--- START ---

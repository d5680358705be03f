//! Automatic queue-name assignment for writer/reader pairs.

use std::collections::HashSet;

use nodes::QueueRole;
use serde_json::json;
use tracing::info;

use crate::error::EngineError;
use crate::graph::FlowGraph;
use crate::postprocess::PostProcess;

/// Assigns `queue_{writerId}_{readerId}` to every connected queue
/// writer/reader pair so users never coordinate queue names by hand.
/// Endpoints that already carry a non-default name are left alone, which
/// also makes the pass idempotent.
///
/// A writer feeding several readers receives one name per pair in edge
/// order, so only the last pair's queue is actually written; a single
/// reader per writer is the supported topology.
pub struct QueueMapper;

fn generate_queue_name(source_id: &str, target_id: &str) -> String {
    format!("queue_{source_id}_{target_id}")
}

fn assign_if_unset(node: &dyn nodes::WorkflowNode, queue_name: &str) {
    let current = node.base().config_str("queue_name");
    if current.is_none() || current.as_deref() == Some("default") {
        node.base().set_config_value("queue_name", json!(queue_name));
    }
}

impl PostProcess for QueueMapper {
    fn name(&self) -> &'static str {
        "queue_mapper"
    }

    fn run(&self, graph: &FlowGraph, _scope: Option<&HashSet<String>>) -> Result<(), EngineError> {
        let mut mapped = 0usize;

        for node_id in graph.node_ids() {
            let Some(flow_node) = graph.get(node_id) else {
                continue;
            };
            if flow_node.instance.queue_role() != Some(QueueRole::Writer) {
                continue;
            }

            for children in flow_node.next.values() {
                for child_id in children {
                    let Some(child) = graph.get(child_id) else {
                        continue;
                    };
                    if child.instance.queue_role() != Some(QueueRole::Reader) {
                        continue;
                    }

                    let queue_name = generate_queue_name(node_id, child_id);
                    assign_if_unset(flow_node.instance.as_ref(), &queue_name);
                    assign_if_unset(child.instance.as_ref(), &queue_name);
                    mapped += 1;
                    info!(
                        %queue_name,
                        writer = node_id,
                        reader = child_id.as_str(),
                        "auto-assigned queue name"
                    );
                }
            }
        }

        info!(mapped, "queue mapping completed");
        Ok(())
    }
}

#[cfg(test)]
mod tests {
    use super::*;
    use crate::builder::{FlowBuilder, WorkflowDefinition};
    use nodes::NodeRegistry;
    use serde_json::json;

    fn pair_graph(writer_config: serde_json::Value) -> FlowGraph {
        let registry = NodeRegistry::builtin();
        let definition: WorkflowDefinition = serde_json::from_value(json!({
            "nodes": [
                { "id": "w1", "type": "queue-writer", "data": { "form": {}, "config": writer_config } },
                { "id": "r1", "type": "queue-reader" }
            ],
            "edges": [ { "source": "w1", "target": "r1" } ]
        }))
        .unwrap();
        FlowBuilder::new(&registry).build(definition).unwrap()
    }

    fn queue_name(graph: &FlowGraph, id: &str) -> Option<String> {
        graph.instance(id).unwrap().base().config_str("queue_name")
    }

    #[test]
    fn assigns_pair_name_to_both_endpoints() {
        let graph = pair_graph(json!({}));
        QueueMapper.run(&graph, None).unwrap();
        assert_eq!(queue_name(&graph, "w1").as_deref(), Some("queue_w1_r1"));
        assert_eq!(queue_name(&graph, "r1").as_deref(), Some("queue_w1_r1"));
    }

    #[test]
    fn user_supplied_name_is_kept() {
        let graph = pair_graph(json!({ "queue_name": "my_queue" }));
        QueueMapper.run(&graph, None).unwrap();
        assert_eq!(queue_name(&graph, "w1").as_deref(), Some("my_queue"));
        // The reader had no name, so it still gets the generated one.
        assert_eq!(queue_name(&graph, "r1").as_deref(), Some("queue_w1_r1"));
    }

    #[test]
    fn mapping_an_already_mapped_graph_is_a_no_op() {
        let graph = pair_graph(json!({}));
        QueueMapper.run(&graph, None).unwrap();
        let before = (queue_name(&graph, "w1"), queue_name(&graph, "r1"));
        QueueMapper.run(&graph, None).unwrap();
        assert_eq!(before, (queue_name(&graph, "w1"), queue_name(&graph, "r1")));
    }
}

--- END ---

Exercise directions:
All lines of the records above that contain the word "String" are to be copied out.

Answer section:
fn generate_queue_name(source_id: &str, target_id: &str) -> String {
    fn run(&self, graph: &FlowGraph, _scope: Option<&HashSet<String>>) -> Result<(), EngineError> {
    fn queue_name(graph: &FlowGraph, id: &str) -> Option<String> {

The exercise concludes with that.